Coaching career (HC unless noted)
- 1966–1968: Kentucky (DB)
- 1974: West Texas State (DC)
- 1975–1976: Wyoming (DC)
- 1977–1981: Texas (DC)
- 1982–1988: Colorado State
- 1989–1993: Texas (DC)
- 1994: Denver Broncos (DB)
- 1995: Llano HS (TX)

Head coaching record
- Overall: 25–55 (college)

= Leon Fuller =

American football player and coach (1938–2026)

Robert Leon Fuller (July 28, 1938 – July 11, 2026) was an American football coach. He served as head coach of the Colorado State college football program from 1982 to 1988. Fuller also served as defensive coordinator for the Texas Longhorns and is regarded as “one of the best defensive coaches the University of Texas ever had.”

==Playing career==
Fuller grew up in Nederland, Texas, where he attended high school and played football for Bum Phillips. Despite only weighing 135 lb, Fuller displayed extraordinary talent and tenaciousness as a defensive back. As a senior in high school, Fuller lived with the Phillips family, after his father was shot in a bar and his mother left town.

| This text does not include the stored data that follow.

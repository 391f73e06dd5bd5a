//! Client-Side Routing
//!
//! Maps URL paths to pages and keeps the browser history in sync.

use leptos::prelude::*;

/// Every page the client can render
#[derive(Debug, Clone, Copy, PartialEq, Eq)]
pub enum Route {
    Home,
    Products,
    ProductDetail(u32),
    AdminLogin,
    AdminDashboard,
    AdminCategories,
    AdminProducts,
    AdminProductEdit(u32),
    AdminOrders,
    AdminVendors,
    VendorOnboarding,
    VendorDashboard,
    VendorProducts,
    CheckerPortal,
    CheckerRegister,
    NotFound,
}

/// Which shell a route renders inside
#[derive(Debug, Clone, Copy, PartialEq, Eq)]
pub enum Section {
    Storefront,
    Admin,
    Vendor,
    Checker,
}

impl Route {
    /// Query string and trailing slashes are ignored
    pub fn parse(path: &str) -> Self {
        let path = path.split(['?', '#']).next().unwrap_or_default();
        let segments: Vec<&str> = path.split('/').filter(|s| !s.is_empty()).collect();
        match segments.as_slice() {
            [] => Route::Home,
            ["products"] => Route::Products,
            ["products", id] => id.parse().map_or(Route::NotFound, Route::ProductDetail),
            ["admin", "login"] => Route::AdminLogin,
            ["admin"] | ["admin", "dashboard"] => Route::AdminDashboard,
            ["admin", "dashboard", "categories"] => Route::AdminCategories,
            ["admin", "dashboard", "products"] => Route::AdminProducts,
            ["admin", "dashboard", "products", "edit", id] => {
                id.parse().map_or(Route::NotFound, Route::AdminProductEdit)
            }
            ["admin", "dashboard", "orders"] => Route::AdminOrders,
            ["admin", "dashboard", "vendors"] => Route::AdminVendors,
            ["vendor", "onboarding"] => Route::VendorOnboarding,
            ["vendor"] | ["vendor", "dashboard"] => Route::VendorDashboard,
            ["vendor", "dashboard", "products"] => Route::VendorProducts,
            ["checker"] => Route::CheckerPortal,
            ["checker", "register"] => Route::CheckerRegister,
            _ => Route::NotFound,
        }
    }

    pub fn path(&self) -> String {
        match self {
            Route::Home => "/".to_string(),
            Route::Products => "/products".to_string(),
            Route::ProductDetail(id) => format!("/products/{}", id),
            Route::AdminLogin => "/admin/login".to_string(),
            Route::AdminDashboard => "/admin/dashboard".to_string(),
            Route::AdminCategories => "/admin/dashboard/categories".to_string(),
            Route::AdminProducts => "/admin/dashboard/products".to_string(),
            Route::AdminProductEdit(id) => format!("/admin/dashboard/products/edit/{}", id),
            Route::AdminOrders => "/admin/dashboard/orders".to_string(),
            Route::AdminVendors => "/admin/dashboard/vendors".to_string(),
            Route::VendorOnboarding => "/vendor/onboarding".to_string(),
            Route::VendorDashboard => "/vendor/dashboard".to_string(),
            Route::VendorProducts => "/vendor/dashboard/products".to_string(),
            Route::CheckerPortal => "/checker".to_string(),
            Route::CheckerRegister => "/checker/register".to_string(),
            Route::NotFound => "/not-found".to_string(),
        }
    }

    pub fn section(&self) -> Section {
        match self {
            Route::AdminDashboard
            | Route::AdminCategories
            | Route::AdminProducts
            | Route::AdminProductEdit(_)
            | Route::AdminOrders
            | Route::AdminVendors => Section::Admin,
            Route::VendorDashboard | Route::VendorProducts => Section::Vendor,
            Route::CheckerPortal | Route::CheckerRegister => Section::Checker,
            _ => Section::Storefront,
        }
    }

    /// Admin pages other than the login screen
    pub fn requires_admin(&self) -> bool {
        self.section() == Section::Admin
    }
}

// ========================
// Router Context
// ========================

#[derive(Debug, Clone, Default, PartialEq)]
struct Location {
    path: String,
    query: String,
}

impl Location {
    fn from_url(url: &str) -> Self {
        match url.split_once('?') {
            Some((path, query)) => Self {
                path: path.to_string(),
                query: format!("?{}", query),
            },
            None => Self {
                path: url.to_string(),
                query: String::new(),
            },
        }
    }
}

fn browser_location() -> Location {
    web_sys::window()
        .map(|w| {
            let loc = w.location();
            Location {
                path: loc.pathname().unwrap_or_default(),
                query: loc.search().unwrap_or_default(),
            }
        })
        .unwrap_or_default()
}

/// History-API router, provided via context
#[derive(Clone, Copy)]
pub struct Router {
    location: RwSignal<Location>,
}

impl Router {
    pub fn new() -> Self {
        let location = RwSignal::new(browser_location());
        let _ = window_event_listener(leptos::ev::popstate, move |_| {
            location.set(browser_location());
        });
        Self { location }
    }

    pub fn path(&self) -> String {
        self.location.with(|l| l.path.clone())
    }

    /// Raw query string including the leading `?` (empty when absent)
    pub fn query(&self) -> String {
        self.location.with(|l| l.query.clone())
    }

    pub fn route(&self) -> Route {
        self.location.with(|l| Route::parse(&l.path))
    }

    /// Push a new history entry
    pub fn navigate(&self, to: &str) {
        log::debug!("navigate -> {}", to);
        if let Some(history) = web_sys::window().and_then(|w| w.history().ok()) {
            let _ = history.push_state_with_url(&wasm_bindgen::JsValue::NULL, "", Some(to));
        }
        self.location.set(Location::from_url(to));
    }

    /// Replace the current history entry
    pub fn replace(&self, to: &str) {
        if let Some(history) = web_sys::window().and_then(|w| w.history().ok()) {
            let _ = history.replace_state_with_url(&wasm_bindgen::JsValue::NULL, "", Some(to));
        }
        self.location.set(Location::from_url(to));
    }
}

/// Full page load, dropping all client state
pub fn hard_redirect(to: &str) {
    if let Some(window) = web_sys::window() {
        let _ = window.location().set_href(to);
    }
}

pub fn use_router() -> Router {
    expect_context::<Router>()
}

/// In-app anchor that routes through history instead of reloading
#[component]
pub fn Link(
    #[prop(into)] href: String,
    #[prop(optional, into)] class: String,
    children: Children,
) -> impl IntoView {
    let router = use_router();
    let target = href.clone();
    view! {
        <a
            href=href
            class=class
            on:click=move |ev: web_sys::MouseEvent| {
                if ev.ctrl_key() || ev.meta_key() || ev.shift_key() {
                    return;
                }
                ev.prevent_default();
                router.navigate(&target);
            }
        >
            {children()}
        </a>
    }
}

#[cfg(test)]
mod tests {
    use super::*;

    const ALL: &[Route] = &[
        Route::Home,
        Route::Products,
        Route::ProductDetail(7),
        Route::AdminLogin,
        Route::AdminDashboard,
        Route::AdminCategories,
        Route::AdminProducts,
        Route::AdminProductEdit(42),
        Route::AdminOrders,
        Route::AdminVendors,
        Route::VendorOnboarding,
        Route::VendorDashboard,
        Route::VendorProducts,
        Route::CheckerPortal,
        Route::CheckerRegister,
        Route::NotFound,
    ];

    #[test]
    fn test_path_parses_back_to_route() {
        for route in ALL {
            assert_eq!(Route::parse(&route.path()), *route, "{}", route.path());
        }
    }

    #[test]
    fn test_parse_tolerates_query_and_trailing_slash() {
        assert_eq!(Route::parse("/admin/dashboard/?token=x"), Route::AdminDashboard);
        assert_eq!(Route::parse("/products/12/"), Route::ProductDetail(12));
        assert_eq!(Route::parse("/products/abc"), Route::NotFound);
        assert_eq!(Route::parse("/admin"), Route::AdminDashboard);
    }

    #[test]
    fn test_admin_guard() {
        assert!(Route::AdminOrders.requires_admin());
        assert!(Route::AdminProductEdit(1).requires_admin());
        assert!(!Route::AdminLogin.requires_admin());
        assert!(!Route::VendorDashboard.requires_admin());
    }

    #[test]
    fn test_location_from_url() {
        let loc = Location::from_url("/admin/dashboard?tab=orders");
        assert_eq!(loc.path, "/admin/dashboard");
        assert_eq!(loc.query, "?tab=orders");
        assert_eq!(Location::from_url("/").query, "");
    }
}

Because of his size, Fuller was not recruited by any college, but Phillips recommended him to Floyd Wagstaff, head coach at Tyler Junior College. Fuller was awarded a scholarship and immediately became the team's most valuable player. He was named All-Texas Junior College and NJCAA All-American.

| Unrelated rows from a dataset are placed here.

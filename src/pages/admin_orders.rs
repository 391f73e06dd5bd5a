//! Admin Orders (fixtures)

use leptos::prelude::*;
use leptos::task::spawn_local;

use crate::models::{format_price, Order, OrderStatus};
use crate::services;

const FILTERS: &[Option<OrderStatus>] = &[
    None,
    Some(OrderStatus::Pending),
    Some(OrderStatus::Shipped),
    Some(OrderStatus::Delivered),
    Some(OrderStatus::Cancelled),
];

#[component]
pub fn AdminOrdersPage() -> impl IntoView {
    let (orders, set_orders) = signal(Vec::<Order>::new());
    let (filter, set_filter) = signal(None::<OrderStatus>);

    spawn_local(async move {
        match services::list_orders().await {
            Ok(loaded) => set_orders.set(loaded),
            Err(e) => log::error!("loading orders failed: {}", e),
        }
    });

    let visible = Memo::new(move |_| {
        let wanted = filter.get();
        orders.with(|all| {
            all.iter()
                .filter(|o| wanted.map_or(true, |s| o.status == s))
                .cloned()
                .collect::<Vec<_>>()
        })
    });

    let tabs = FILTERS
        .iter()
        .map(|&status| {
            let label = move || {
                let count = orders.with(|all| match status {
                    Some(s) => services::count_by_status(all, s),
                    None => all.len(),
                });
                format!("{} ({})", status.map_or("All", |s| s.label()), count)
            };
            let class = move || if filter.get() == status { "tab active" } else { "tab" };
            view! { <button class=class on:click=move |_| set_filter.set(status)>{label}</button> }
        })
        .collect_view();

    view! {
        <section class="admin-orders">
            <h1>"Orders"</h1>
            <div class="tabs">{tabs}</div>
            <table class="data-table">
                <thead>
                    <tr>
                        <th>"Order"</th>
                        <th>"Customer"</th>
                        <th>"Qty"</th>
                        <th>"Total"</th>
                        <th>"Status"</th>
                        <th>"Placed"</th>
                    </tr>
                </thead>
                <tbody>
                    <For
                        each=move || visible.get()
                        key=|o| o.id
                        children=move |o| view! {
                            <tr>
                                <td>{format!("#{}", o.id)}</td>
                                <td>{o.customer}</td>
                                <td>{o.quantity}</td>
                                <td>{format_price(o.total_cents)}</td>
                                <td>{o.status.label()}</td>
                                <td>{o.placed_on}</td>
                            </tr>
                        }
                    />
                </tbody>
            </table>
        </section>
    }
}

Bum Phillips later recommended Fuller again to an acquainted colleague, this time Alabama Crimson Tide coach Bear Bryant. In his first year, Fuller made the All-Southeast Conference team at safety, and during his senior year he made the all-star team on both offense and defense and served as team captain. He played in the North/South All-Star Game and the Senior Bowl All-Star at Alabama.

==Coaching career==

My goal going through that was to be a football coach because it looked like (Phillips) was having so much fun doing it.
— 15px, 15px, Leon Fuller

After graduating from Alabama in 1961, Fuller became an assistant coach at Big Spring High School. In 1963, he was hired as graduate assistant at Oklahoma State University–Stillwater. Fuller continued his coaching career with stints at the University of Kentucky and the University of New Mexico. In 1974, he was appointed defensive coordinator at West Texas State University by Gene Mayfield. A year later he left to take over a similar position at the University of Wyoming under Fred Akers. In 1977 Fuller followed Akers to the University of Texas at Austin. Fuller instantly became a favorite among Texas fans and alumni, as his defensive units frequently ranked among the nation's best.

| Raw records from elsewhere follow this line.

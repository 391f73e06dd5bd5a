//! Key-Value Storage
//!
//! Typed wrapper over Web Storage (`localStorage` / `sessionStorage`) with an
//! in-memory stand-in for tests.

use std::cell::RefCell;
use std::collections::HashMap;

#[derive(thiserror::Error, Debug, Clone, PartialEq, Eq)]
#[error("storage write failed: {0}")]
pub struct StorageError(pub String);

/// String key-value backend
pub trait KeyValueStore {
    fn get(&self, key: &str) -> Option<String>;
    fn set(&self, key: &str, value: &str) -> Result<(), StorageError>;
    fn remove(&self, key: &str);
}

/// Browser Web Storage area
pub struct BrowserStorage {
    storage: web_sys::Storage,
}

impl BrowserStorage {
    /// `window.localStorage`, survives browser restarts
    pub fn local() -> Option<Self> {
        let storage = web_sys::window()?.local_storage().ok()??;
        Some(Self { storage })
    }

    /// `window.sessionStorage`, scoped to the tab
    pub fn session() -> Option<Self> {
        let storage = web_sys::window()?.session_storage().ok()??;
        Some(Self { storage })
    }
}

impl KeyValueStore for BrowserStorage {
    fn get(&self, key: &str) -> Option<String> {
        self.storage.get_item(key).ok().flatten()
    }

    fn set(&self, key: &str, value: &str) -> Result<(), StorageError> {
        self.storage
            .set_item(key, value)
            .map_err(|e| StorageError(format!("{:?}", e)))
    }

    fn remove(&self, key: &str) {
        let _ = self.storage.remove_item(key);
    }
}

/// In-memory store
#[derive(Debug, Default)]
pub struct MemoryStorage {
    entries: RefCell<HashMap<String, String>>,
}

impl MemoryStorage {
    pub fn new() -> Self {
        Self::default()
    }

    #[cfg(test)]
    pub fn len(&self) -> usize {
        self.entries.borrow().len()
    }
}

impl KeyValueStore for MemoryStorage {
    fn get(&self, key: &str) -> Option<String> {
        self.entries.borrow().get(key).cloned()
    }

    fn set(&self, key: &str, value: &str) -> Result<(), StorageError> {
        self.entries.borrow_mut().insert(key.to_string(), value.to_string());
        Ok(())
    }

    fn remove(&self, key: &str) {
        self.entries.borrow_mut().remove(key);
    }
}

impl<T: KeyValueStore> KeyValueStore for &T {
    fn get(&self, key: &str) -> Option<String> {
        (**self).get(key)
    }

    fn set(&self, key: &str, value: &str) -> Result<(), StorageError> {
        (**self).set(key, value)
    }

    fn remove(&self, key: &str) {
        (**self).remove(key)
    }
}

#[cfg(test)]
mod tests {
    use super::*;

    #[test]
    fn test_memory_storage() {
        let store = MemoryStorage::new();
        assert_eq!(store.get("k"), None);
        store.set("k", "v").unwrap();
        assert_eq!(store.get("k").as_deref(), Some("v"));
        store.remove("k");
        assert_eq!(store.get("k"), None);
        assert_eq!(store.len(), 0);
    }
}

In 1982, Fuller got his first head coaching job, replacing interim coach Chester Caddas at Colorado State University. He went 25–55 through seven seasons and was dismissed after the Rams finished the 1988 season at 1–10. Fuller then returned to Texas, replacing Paul Jette as Longhorns defensive coordinator for head coach David McWilliams. When John Mackovic replaced McWilliams as Longhorns head coach in 1992, Fuller remained in that position as one of the only two coaches to stay and not have been fired. Two seasons later however, Mackovic fired Fuller, citing a difference of philosophy and strained relationship between the two as his reason. Wade Phillips, Bum Phillips' son, immediately hired Fuller as defensive backs coach for the Denver Broncos.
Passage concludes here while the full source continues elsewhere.